We have additional theories. Calvary may have benefitted from some kind of latent religiosity buried deep within the national psyche. Here’s the flimsy evidence: In the UK, Captain America: The Winter Soldier has topped the chart for three weeks running. In ROI, the same movie managed one week at No 1, before Noah smote the Marvel hero with €253,761 to Cap 2’s second-place €209,082.
Last weekend, priestly Brendan Gleeson smote Noah, which dropped to No 2 with a running box office total of €517,580. Captain America fell to fourth, adding €122,793 to a solid €1,039,608 take.
We’re not sure if a religious figure ever suggested that “The Lego Movie will always be with us”, but they should have.
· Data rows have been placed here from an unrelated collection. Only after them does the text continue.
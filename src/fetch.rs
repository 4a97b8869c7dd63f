//! HTTP helper for calls to the console backend

use reqwest::{header::{HeaderMap, HeaderValue}, Client, Method, RequestBuilder};
use serde::{de::DeserializeOwned, Serialize};
use std::collections::HashMap;
use topichub_auth::RequestInterceptor;
use url::Url;

use crate::error::Error;

/// Helper for building and executing HTTP requests.
///
/// The interceptor runs when the request is built, so the authorization it
/// adds reflects the session at send time.
pub struct FetchBuilder<'a> {
    client: &'a Client,
    interceptor: Option<&'a dyn RequestInterceptor>,
    url: String,
    method: Method,
    headers: HeaderMap,
    query_params: Option<HashMap<String, String>>,
    body: Option<Vec<u8>>,
}

impl<'a> FetchBuilder<'a> {
    /// Create a new FetchBuilder
    pub fn new(client: &'a Client, url: &str, method: Method) -> Self {
        let mut headers = HeaderMap::new();
        headers.insert("Content-Type", HeaderValue::from_static("application/json"));

        Self {
            client,
            interceptor: None,
            url: url.to_string(),
            method,
            headers,
            query_params: None,
            body: None,
        }
    }

    /// Run `interceptor` over the request before it is sent
    pub fn intercept(mut self, interceptor: &'a dyn RequestInterceptor) -> Self {
        self.interceptor = Some(interceptor);
        self
    }

    /// Add a header to the request
    pub fn header(mut self, name: &'static str, value: &str) -> Self {
        if let Ok(value) = HeaderValue::from_str(value) {
            self.headers.insert(name, value);
        }
        self
    }

    /// Add query parameters to the request
    pub fn query(mut self, params: HashMap<String, String>) -> Self {
        self.query_params = Some(params);
        self
    }

    /// Add a JSON body to the request
    pub fn json<T: Serialize>(mut self, body: &T) -> Result<Self, Error> {
        let json = serde_json::to_vec(body)?;
        self.body = Some(json);
        Ok(self)
    }

    fn build(&self) -> Result<RequestBuilder, Error> {
        let mut url = Url::parse(&self.url)?;

        if let Some(params) = &self.query_params {
            let mut query_pairs = url.query_pairs_mut();
            for (key, value) in params {
                query_pairs.append_pair(key, value);
            }
        }

        let mut req = self.client.request(self.method.clone(), url.as_str());
        req = req.headers(self.headers.clone());

        if let Some(body) = &self.body {
            req = req.body(body.clone());
        }

        if let Some(interceptor) = self.interceptor {
            req = interceptor.intercept(req);
        }

        Ok(req)
    }

    /// Execute the request and parse the response as JSON
    pub async fn execute<T: DeserializeOwned>(&self) -> Result<T, Error> {
        let response = self.execute_raw().await?;

        if !response.status().is_success() {
            let status = response.status().as_u16();
            let body = response.text().await?;
            return Err(Error::Api { status, body });
        }

        Ok(response.json::<T>().await?)
    }

    /// Execute the request and return the raw response
    pub async fn execute_raw(&self) -> Result<reqwest::Response, Error> {
        let req = self.build()?;
        Ok(req.send().await?)
    }
}

/// Helper for creating HTTP requests
pub struct Fetch;

impl Fetch {
    /// Create a GET request
    pub fn get<'a>(client: &'a Client, url: &str) -> FetchBuilder<'a> {
        FetchBuilder::new(client, url, Method::GET)
    }

    /// Create a POST request
    pub fn post<'a>(client: &'a Client, url: &str) -> FetchBuilder<'a> {
        FetchBuilder::new(client, url, Method::POST)
    }

    /// Create a PUT request
    pub fn put<'a>(client: &'a Client, url: &str) -> FetchBuilder<'a> {
        FetchBuilder::new(client, url, Method::PUT)
    }

    /// Create a DELETE request
    pub fn delete<'a>(client: &'a Client, url: &str) -> FetchBuilder<'a> {
        FetchBuilder::new(client, url, Method::DELETE)
    }
}
use anyhow::Context;
use dotenv::dotenv;
use log::info;
use std::env;
use topichub_console::prelude::*;

#[tokio::main]
async fn main() -> anyhow::Result<()> {
    dotenv().ok();
    pretty_env_logger::init();

    let username = env::var("TOPICHUB_USERNAME").context("TOPICHUB_USERNAME must be set")?;
    let password = env::var("TOPICHUB_PASSWORD").context("TOPICHUB_PASSWORD must be set")?;

    let console = Console::from_env()?;
    console.initialize()?;

    if console.is_logged_in() {
        println!("Restored session for {}", console.username());
    } else {
        let mut request = LoginRequest::new(username, password);
        if let Ok(system_id) = env::var("TOPICHUB_EMQX_SYSTEM_ID") {
            let system_id = system_id
                .parse::<i64>()
                .context("TOPICHUB_EMQX_SYSTEM_ID must be a number")?;
            request = request.with_system_id(system_id);
        }

        let response = console.login(request).await?;
        info!("logged in as {}", response.username);
        println!("Logged in as {}, session expires at {}", response.username, response.expires_at);
    }

    // Any request built through the console carries the bearer token
    let systems: serde_json::Value = console.get("/systems").execute().await?;
    println!("Systems: {}", serde_json::to_string_pretty(&systems)?);

    if env::var("TOPICHUB_KEEP_SESSION").is_err() {
        console.logout().await?;
        println!("Logged out: {:?}", console.snapshot());
    }

    Ok(())
}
The plastic adventure continues to prop up the nation’s top 10 movies with €3,274,305 in the kitty after nine weeks on the go. That’s just behind this season’s most unexpected hit, The Grand Budapest Hotel, which has now made €757,738 seven weeks into a limited (currently 29 sites) release.
Meanwhile, Irish punters could not be persuaded to take much interest in the muddled British horror of The Quiet Ones. The Hammer film was released here without a press show last week – an “oversight” that almost invariably drags down the numbers. Thus, The Quiet Ones placed fifth in the UK rankings but landed in a comparatively lowly seventh spot in ROI. All told, Irish audiences accounted for just €34,793 (from 42 locations) of the film’s €827,869 take from the UK/ROI zone.
The Raid 2 faired only a little better, with €27,926 from 17 locations. As with its predecessor, cult status doesn’t always translate into huge profits. Just ask the people behind the horror/sci-fi thriller Last Days on Mars, which charted way down in 20th place. Does anyone know how to perform the Last Rites?